Stored records
========================

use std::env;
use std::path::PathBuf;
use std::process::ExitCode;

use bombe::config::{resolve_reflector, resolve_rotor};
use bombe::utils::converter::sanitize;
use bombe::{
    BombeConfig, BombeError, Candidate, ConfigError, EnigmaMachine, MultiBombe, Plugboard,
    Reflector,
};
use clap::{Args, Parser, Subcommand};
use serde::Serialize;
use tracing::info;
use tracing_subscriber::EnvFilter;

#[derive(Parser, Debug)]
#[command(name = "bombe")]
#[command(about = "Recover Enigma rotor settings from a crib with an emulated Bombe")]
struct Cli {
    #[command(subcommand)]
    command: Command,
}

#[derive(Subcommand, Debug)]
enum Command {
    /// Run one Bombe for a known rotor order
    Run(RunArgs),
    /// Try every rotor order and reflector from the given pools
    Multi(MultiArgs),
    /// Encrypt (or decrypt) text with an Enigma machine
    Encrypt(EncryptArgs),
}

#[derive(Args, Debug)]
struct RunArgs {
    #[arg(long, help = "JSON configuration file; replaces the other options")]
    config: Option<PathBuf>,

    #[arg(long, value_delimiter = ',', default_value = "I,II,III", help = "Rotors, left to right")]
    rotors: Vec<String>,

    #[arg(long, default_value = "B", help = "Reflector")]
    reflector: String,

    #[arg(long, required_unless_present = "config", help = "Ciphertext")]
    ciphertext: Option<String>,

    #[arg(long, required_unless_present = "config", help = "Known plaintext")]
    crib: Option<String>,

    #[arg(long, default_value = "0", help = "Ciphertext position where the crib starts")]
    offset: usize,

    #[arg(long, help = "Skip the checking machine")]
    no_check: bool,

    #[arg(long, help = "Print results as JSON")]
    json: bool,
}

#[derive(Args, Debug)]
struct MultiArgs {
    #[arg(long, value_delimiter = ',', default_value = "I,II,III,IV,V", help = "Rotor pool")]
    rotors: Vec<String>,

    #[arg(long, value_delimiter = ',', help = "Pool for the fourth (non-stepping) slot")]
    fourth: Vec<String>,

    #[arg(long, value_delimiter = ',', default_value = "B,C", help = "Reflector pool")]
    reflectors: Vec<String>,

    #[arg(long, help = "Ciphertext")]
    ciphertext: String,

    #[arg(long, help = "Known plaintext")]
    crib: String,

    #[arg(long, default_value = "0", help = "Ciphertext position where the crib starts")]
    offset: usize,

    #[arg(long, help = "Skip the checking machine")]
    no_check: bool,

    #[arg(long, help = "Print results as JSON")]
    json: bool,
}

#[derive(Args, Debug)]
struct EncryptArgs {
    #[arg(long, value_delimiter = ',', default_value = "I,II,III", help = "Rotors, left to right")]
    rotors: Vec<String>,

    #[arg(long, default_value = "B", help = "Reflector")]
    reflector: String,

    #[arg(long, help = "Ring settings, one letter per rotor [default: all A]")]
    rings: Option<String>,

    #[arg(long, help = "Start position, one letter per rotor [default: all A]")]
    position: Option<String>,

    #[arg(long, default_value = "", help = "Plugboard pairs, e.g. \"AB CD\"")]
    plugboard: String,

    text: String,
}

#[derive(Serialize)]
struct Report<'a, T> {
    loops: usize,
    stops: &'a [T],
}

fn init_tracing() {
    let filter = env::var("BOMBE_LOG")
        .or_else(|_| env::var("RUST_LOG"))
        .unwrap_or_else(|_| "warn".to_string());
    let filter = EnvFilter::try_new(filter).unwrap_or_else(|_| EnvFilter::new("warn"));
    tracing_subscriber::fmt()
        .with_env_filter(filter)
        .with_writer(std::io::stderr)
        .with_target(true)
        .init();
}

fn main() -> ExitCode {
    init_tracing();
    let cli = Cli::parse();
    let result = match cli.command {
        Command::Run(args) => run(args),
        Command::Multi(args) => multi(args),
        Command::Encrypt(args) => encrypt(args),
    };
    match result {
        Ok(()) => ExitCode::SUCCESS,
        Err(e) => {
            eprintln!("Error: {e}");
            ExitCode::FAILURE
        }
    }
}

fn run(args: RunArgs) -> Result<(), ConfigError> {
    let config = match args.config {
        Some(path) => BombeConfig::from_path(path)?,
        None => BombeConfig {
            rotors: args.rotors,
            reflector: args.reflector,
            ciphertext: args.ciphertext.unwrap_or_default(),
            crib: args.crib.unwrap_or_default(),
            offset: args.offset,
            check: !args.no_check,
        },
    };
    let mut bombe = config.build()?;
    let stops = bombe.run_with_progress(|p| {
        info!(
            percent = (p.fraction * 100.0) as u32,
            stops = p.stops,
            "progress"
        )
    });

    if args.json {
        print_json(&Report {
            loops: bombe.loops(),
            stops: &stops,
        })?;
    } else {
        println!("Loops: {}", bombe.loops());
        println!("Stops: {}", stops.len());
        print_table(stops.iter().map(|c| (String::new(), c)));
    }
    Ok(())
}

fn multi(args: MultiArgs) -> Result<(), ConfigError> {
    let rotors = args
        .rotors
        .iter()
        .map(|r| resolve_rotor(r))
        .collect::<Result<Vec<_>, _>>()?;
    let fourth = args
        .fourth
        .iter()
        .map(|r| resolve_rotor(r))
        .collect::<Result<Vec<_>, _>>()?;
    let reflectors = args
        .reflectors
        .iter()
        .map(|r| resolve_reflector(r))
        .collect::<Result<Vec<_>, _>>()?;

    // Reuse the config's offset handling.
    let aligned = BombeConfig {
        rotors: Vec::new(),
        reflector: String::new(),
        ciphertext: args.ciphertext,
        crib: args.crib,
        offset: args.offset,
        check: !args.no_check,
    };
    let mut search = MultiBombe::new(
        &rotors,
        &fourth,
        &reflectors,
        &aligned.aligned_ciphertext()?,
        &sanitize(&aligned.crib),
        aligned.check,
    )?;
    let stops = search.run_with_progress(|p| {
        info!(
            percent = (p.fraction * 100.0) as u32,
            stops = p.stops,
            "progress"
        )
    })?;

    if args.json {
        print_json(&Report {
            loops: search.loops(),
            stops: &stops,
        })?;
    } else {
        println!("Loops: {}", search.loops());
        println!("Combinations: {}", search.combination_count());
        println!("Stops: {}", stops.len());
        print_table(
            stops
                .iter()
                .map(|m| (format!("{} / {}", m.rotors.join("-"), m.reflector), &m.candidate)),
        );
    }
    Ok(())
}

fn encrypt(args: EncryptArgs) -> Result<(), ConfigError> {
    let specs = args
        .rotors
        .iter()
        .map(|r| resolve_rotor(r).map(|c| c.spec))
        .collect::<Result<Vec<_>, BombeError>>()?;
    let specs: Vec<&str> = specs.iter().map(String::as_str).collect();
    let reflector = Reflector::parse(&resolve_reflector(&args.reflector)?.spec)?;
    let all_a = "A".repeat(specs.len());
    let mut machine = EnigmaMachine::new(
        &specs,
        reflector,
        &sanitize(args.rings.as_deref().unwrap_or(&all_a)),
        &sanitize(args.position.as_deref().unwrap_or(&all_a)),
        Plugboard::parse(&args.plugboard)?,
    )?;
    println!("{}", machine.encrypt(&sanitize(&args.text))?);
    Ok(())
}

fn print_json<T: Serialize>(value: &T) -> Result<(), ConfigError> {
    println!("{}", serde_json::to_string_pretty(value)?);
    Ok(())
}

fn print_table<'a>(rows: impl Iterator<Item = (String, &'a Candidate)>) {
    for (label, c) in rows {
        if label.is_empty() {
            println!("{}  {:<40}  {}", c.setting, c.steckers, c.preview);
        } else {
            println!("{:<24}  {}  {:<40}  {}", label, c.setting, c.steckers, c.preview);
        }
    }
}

========================

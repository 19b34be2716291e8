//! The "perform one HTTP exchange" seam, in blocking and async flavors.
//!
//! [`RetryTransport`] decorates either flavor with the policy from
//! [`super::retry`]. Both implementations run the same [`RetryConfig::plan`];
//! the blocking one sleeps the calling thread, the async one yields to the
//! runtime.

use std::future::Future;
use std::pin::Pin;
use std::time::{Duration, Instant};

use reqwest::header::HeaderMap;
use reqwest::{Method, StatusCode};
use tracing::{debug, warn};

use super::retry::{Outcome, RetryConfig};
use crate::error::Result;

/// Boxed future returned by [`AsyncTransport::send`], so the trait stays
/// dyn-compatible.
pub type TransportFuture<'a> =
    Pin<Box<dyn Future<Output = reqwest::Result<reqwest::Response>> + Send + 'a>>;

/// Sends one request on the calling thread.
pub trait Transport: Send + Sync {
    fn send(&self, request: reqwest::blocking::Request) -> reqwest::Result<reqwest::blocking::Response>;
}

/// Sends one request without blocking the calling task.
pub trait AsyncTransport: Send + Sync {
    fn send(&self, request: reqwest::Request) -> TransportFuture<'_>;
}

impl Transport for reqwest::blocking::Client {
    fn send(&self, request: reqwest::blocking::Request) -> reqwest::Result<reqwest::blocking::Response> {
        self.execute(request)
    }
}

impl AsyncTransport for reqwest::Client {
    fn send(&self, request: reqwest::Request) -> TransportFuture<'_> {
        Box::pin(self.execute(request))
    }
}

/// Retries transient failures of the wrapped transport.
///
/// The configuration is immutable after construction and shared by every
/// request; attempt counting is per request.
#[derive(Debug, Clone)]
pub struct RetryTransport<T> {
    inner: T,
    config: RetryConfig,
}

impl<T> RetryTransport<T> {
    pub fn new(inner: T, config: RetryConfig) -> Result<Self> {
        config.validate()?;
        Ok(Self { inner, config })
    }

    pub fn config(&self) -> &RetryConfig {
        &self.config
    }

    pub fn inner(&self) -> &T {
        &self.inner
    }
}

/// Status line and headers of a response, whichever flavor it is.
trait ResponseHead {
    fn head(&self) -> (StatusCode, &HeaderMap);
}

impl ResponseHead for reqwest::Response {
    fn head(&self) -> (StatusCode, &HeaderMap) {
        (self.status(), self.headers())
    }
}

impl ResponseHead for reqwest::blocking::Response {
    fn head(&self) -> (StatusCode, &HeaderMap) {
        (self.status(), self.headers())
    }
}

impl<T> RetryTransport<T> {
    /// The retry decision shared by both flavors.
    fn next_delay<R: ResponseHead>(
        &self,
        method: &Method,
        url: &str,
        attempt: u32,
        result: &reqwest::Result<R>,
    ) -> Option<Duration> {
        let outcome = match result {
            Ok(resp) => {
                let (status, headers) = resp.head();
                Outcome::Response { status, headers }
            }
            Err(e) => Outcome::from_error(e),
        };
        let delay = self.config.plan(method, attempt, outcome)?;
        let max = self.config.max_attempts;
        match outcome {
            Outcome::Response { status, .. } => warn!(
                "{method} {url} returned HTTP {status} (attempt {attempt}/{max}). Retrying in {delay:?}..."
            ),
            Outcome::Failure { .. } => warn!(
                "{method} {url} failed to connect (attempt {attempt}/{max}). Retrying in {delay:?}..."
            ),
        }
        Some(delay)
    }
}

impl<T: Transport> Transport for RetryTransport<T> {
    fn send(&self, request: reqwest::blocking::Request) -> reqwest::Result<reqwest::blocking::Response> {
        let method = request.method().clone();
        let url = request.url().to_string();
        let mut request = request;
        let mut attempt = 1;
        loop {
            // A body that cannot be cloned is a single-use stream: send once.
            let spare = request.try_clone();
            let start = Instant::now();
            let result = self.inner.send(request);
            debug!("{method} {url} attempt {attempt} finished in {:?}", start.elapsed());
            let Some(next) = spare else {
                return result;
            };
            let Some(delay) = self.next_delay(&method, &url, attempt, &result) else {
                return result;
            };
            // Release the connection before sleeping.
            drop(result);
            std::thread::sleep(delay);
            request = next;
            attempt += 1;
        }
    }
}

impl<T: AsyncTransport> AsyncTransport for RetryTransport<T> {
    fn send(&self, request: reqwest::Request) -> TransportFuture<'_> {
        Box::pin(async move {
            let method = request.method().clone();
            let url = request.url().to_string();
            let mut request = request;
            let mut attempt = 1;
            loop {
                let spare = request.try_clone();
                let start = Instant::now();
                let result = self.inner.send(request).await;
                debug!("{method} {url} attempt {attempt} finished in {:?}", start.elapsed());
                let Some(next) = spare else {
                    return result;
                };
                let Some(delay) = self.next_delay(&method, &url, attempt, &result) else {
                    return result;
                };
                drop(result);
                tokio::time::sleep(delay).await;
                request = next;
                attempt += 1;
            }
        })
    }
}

========================

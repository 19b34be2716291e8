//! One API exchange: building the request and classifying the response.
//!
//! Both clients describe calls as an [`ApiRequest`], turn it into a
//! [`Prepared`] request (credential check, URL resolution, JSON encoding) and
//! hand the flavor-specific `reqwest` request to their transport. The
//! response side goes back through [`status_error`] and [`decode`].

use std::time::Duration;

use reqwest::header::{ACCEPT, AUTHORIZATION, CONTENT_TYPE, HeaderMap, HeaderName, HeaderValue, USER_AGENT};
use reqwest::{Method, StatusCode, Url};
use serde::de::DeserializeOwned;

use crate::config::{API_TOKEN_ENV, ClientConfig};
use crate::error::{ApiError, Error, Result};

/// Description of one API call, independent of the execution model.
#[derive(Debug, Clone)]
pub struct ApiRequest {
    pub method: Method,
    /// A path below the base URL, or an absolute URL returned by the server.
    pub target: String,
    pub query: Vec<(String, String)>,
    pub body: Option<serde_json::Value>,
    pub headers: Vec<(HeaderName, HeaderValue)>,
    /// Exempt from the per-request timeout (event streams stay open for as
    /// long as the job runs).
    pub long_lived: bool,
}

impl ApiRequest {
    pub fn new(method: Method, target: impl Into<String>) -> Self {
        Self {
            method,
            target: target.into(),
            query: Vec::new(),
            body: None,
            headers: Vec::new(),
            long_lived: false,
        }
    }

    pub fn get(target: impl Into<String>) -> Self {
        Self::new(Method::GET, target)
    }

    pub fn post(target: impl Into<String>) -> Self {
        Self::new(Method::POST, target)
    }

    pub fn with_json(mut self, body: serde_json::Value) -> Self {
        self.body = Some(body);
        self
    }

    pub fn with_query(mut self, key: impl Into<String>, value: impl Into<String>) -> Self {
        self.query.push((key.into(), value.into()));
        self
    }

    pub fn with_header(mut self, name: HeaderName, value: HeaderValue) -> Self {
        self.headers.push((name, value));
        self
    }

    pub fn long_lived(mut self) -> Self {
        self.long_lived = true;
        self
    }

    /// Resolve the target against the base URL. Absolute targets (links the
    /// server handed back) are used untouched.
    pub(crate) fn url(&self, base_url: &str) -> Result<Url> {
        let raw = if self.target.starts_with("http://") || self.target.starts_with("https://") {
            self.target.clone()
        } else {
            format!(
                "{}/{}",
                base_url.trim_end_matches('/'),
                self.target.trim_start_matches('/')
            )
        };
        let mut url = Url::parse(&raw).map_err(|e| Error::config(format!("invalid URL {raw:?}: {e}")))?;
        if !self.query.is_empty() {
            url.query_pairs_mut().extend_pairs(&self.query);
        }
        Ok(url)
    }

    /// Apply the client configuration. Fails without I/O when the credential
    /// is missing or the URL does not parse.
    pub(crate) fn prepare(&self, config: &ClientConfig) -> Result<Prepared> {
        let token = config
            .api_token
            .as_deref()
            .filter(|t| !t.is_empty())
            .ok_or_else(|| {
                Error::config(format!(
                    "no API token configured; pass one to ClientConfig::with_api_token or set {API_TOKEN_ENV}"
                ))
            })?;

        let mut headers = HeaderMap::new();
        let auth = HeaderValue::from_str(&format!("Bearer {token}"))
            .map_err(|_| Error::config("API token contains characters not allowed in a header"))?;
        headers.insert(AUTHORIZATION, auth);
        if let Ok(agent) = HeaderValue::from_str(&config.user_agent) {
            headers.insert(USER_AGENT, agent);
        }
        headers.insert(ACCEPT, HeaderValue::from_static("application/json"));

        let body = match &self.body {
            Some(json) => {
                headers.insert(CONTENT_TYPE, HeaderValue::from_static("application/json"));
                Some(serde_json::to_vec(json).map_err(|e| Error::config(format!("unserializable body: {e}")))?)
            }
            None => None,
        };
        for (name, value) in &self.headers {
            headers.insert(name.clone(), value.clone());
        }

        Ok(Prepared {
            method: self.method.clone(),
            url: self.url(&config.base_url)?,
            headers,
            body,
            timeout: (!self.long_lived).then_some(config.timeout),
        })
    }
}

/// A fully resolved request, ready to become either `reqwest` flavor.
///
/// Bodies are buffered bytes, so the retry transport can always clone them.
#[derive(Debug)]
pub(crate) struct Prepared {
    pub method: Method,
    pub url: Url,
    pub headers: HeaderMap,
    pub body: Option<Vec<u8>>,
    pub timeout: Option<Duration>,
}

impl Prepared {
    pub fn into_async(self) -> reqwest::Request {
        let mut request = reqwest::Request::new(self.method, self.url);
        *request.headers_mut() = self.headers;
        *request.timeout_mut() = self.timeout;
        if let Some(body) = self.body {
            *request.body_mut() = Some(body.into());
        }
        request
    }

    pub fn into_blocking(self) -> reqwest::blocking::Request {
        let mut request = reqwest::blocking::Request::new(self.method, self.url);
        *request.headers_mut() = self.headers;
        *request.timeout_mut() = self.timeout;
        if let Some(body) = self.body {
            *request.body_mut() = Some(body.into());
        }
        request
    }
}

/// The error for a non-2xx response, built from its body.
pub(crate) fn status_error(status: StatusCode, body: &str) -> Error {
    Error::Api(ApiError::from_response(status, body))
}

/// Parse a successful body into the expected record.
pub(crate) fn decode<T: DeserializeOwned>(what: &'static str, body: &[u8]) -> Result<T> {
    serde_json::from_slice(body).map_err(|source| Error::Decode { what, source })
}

========================

Required work.
Whenever the word "EncryptArgs" occurs in a line of the records, that line counts toward the total; state the total only.

Your response.
3